TASK TO CARRY OUT
Copy out each line of the entries where the word "async" is present.

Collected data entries
== Segment start ==

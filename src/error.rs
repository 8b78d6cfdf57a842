//! Error handling for the facewatch server

use axum::{
    http::StatusCode,
    response::{IntoResponse, Response},
    Json,
};
use serde_json::json;

/// Result type alias
pub type Result<T> = std::result::Result<T, Error>;

/// Error types
#[derive(Debug, thiserror::Error)]
pub enum Error {
    /// Not found
    #[error("Not found: {0}")]
    NotFound(String),

    /// Validation error
    #[error("Validation error: {0}")]
    Validation(String),

    /// Conflict (duplicate)
    #[error("Conflict: {0}")]
    Conflict(String),

    /// Stream source cannot be opened or has died (fatal to that monitor)
    #[error("Source unavailable: {0}")]
    SourceUnavailable(String),

    /// Recognition engine call failed (per-frame, never fatal to the loop)
    #[error("Inference failed: {0}")]
    Inference(String),

    /// Recording artifact write failed
    #[error("Recording write failed: {0}")]
    RecordingWrite(String),

    /// Artifact upload failed
    #[error("Upload failed: {0}")]
    Upload(String),

    /// Notification delivery failed
    #[error("Notification failed: {0}")]
    Notify(String),

    /// Serialization error
    #[error("Serialization error: {0}")]
    Serialization(#[from] serde_json::Error),

    /// HTTP client error
    #[error("HTTP error: {0}")]
    Http(#[from] reqwest::Error),

    /// IO error
    #[error("IO error: {0}")]
    Io(#[from] std::io::Error),

    /// SQLx database error
    #[error("Database error: {0}")]
    Database(#[from] sqlx::Error),

    /// Internal error
    #[error("Internal error: {0}")]
    Internal(String),
}

impl IntoResponse for Error {
    fn into_response(self) -> Response {
        let (status, error_code, message) = match &self {
            Error::NotFound(msg) => (StatusCode::NOT_FOUND, "NOT_FOUND", msg.clone()),
            Error::Validation(msg) => (StatusCode::BAD_REQUEST, "VALIDATION_ERROR", msg.clone()),
            Error::Conflict(msg) => (StatusCode::CONFLICT, "CONFLICT", msg.clone()),
            Error::SourceUnavailable(msg) => {
                (StatusCode::BAD_REQUEST, "SOURCE_UNAVAILABLE", msg.clone())
            }
            Error::Inference(msg) => (StatusCode::BAD_GATEWAY, "INFERENCE_ERROR", msg.clone()),
            Error::RecordingWrite(msg) => (
                StatusCode::INTERNAL_SERVER_ERROR,
                "RECORDING_WRITE_ERROR",
                msg.clone(),
            ),
            Error::Upload(msg) => (StatusCode::BAD_GATEWAY, "UPLOAD_ERROR", msg.clone()),
            Error::Notify(msg) => (StatusCode::BAD_GATEWAY, "NOTIFY_ERROR", msg.clone()),
            Error::Serialization(e) => (
                StatusCode::INTERNAL_SERVER_ERROR,
                "SERIALIZATION_ERROR",
                e.to_string(),
            ),
            Error::Http(e) => (StatusCode::BAD_GATEWAY, "HTTP_ERROR", e.to_string()),
            Error::Io(e) => (StatusCode::INTERNAL_SERVER_ERROR, "IO_ERROR", e.to_string()),
            Error::Database(e) => (
                StatusCode::INTERNAL_SERVER_ERROR,
                "DATABASE_ERROR",
                e.to_string(),
            ),
            Error::Internal(msg) => (
                StatusCode::INTERNAL_SERVER_ERROR,
                "INTERNAL_ERROR",
                msg.clone(),
            ),
        };

        tracing::error!(
            status = %status,
            error_code = %error_code,
            message = %message,
            "Request error"
        );

        let body = Json(json!({
            "error_code": error_code,
            "message": message
        }));

        (status, body).into_response()
    }
}
//! Store - Persistence Layer
//!
//! ## Responsibilities
//!
//! - Stream, target, and contact rows (SQLite via sqlx)
//! - Schema bootstrap at startup
//!
//! The monitoring core only ever writes a stream's `active` flag and
//! `started_at` timestamp; everything else is row-level CRUD for the API.

mod contacts;
mod streams;
mod targets;
mod types;

pub use contacts::ContactRepository;
pub use streams::StreamRepository;
pub use targets::TargetRepository;
pub use types::*;

use crate::error::Result;
use sqlx::SqlitePool;

/// Create tables if they don't exist
pub async fn init_schema(pool: &SqlitePool) -> Result<()> {
    sqlx::query(
        r#"
        CREATE TABLE IF NOT EXISTS streams (
            id INTEGER PRIMARY KEY AUTOINCREMENT,
            stream_id TEXT NOT NULL UNIQUE,
            stream_url TEXT NOT NULL,
            active BOOLEAN NOT NULL DEFAULT FALSE,
            started_at TEXT
        )
        "#,
    )
    .execute(pool)
    .await?;

    sqlx::query(
        r#"
        CREATE TABLE IF NOT EXISTS targets (
            id INTEGER PRIMARY KEY AUTOINCREMENT,
            target_id TEXT NOT NULL UNIQUE,
            target_name TEXT NOT NULL,
            image_path TEXT NOT NULL
        )
        "#,
    )
    .execute(pool)
    .await?;

    sqlx::query(
        r#"
        CREATE TABLE IF NOT EXISTS contacts (
            id INTEGER PRIMARY KEY AUTOINCREMENT,
            contact_name TEXT NOT NULL UNIQUE,
            contact_email TEXT UNIQUE,
            contact_phone TEXT UNIQUE,
            active BOOLEAN NOT NULL DEFAULT TRUE
        )
        "#,
    )
    .execute(pool)
    .await?;

    tracing::info!("Database schema ready");
    Ok(())
}

#[cfg(test)]
pub(crate) async fn test_pool() -> SqlitePool {
    use sqlx::sqlite::SqlitePoolOptions;
    use std::time::Duration;

    // One connection: every pooled connection to :memory: would get its
    // own empty database otherwise
    let pool = SqlitePoolOptions::new()
        .max_connections(1)
        .idle_timeout(None::<Duration>)
        .max_lifetime(None::<Duration>)
        .connect("sqlite::memory:")
        .await
        .expect("in-memory sqlite");
    init_schema(&pool).await.expect("schema");
    pool
}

== Segment end ==

RESPONSE FOR THIS EXERCISE
pub async fn init_schema(pool: &SqlitePool) -> Result<()> {
pub(crate) async fn test_pool() -> SqlitePool {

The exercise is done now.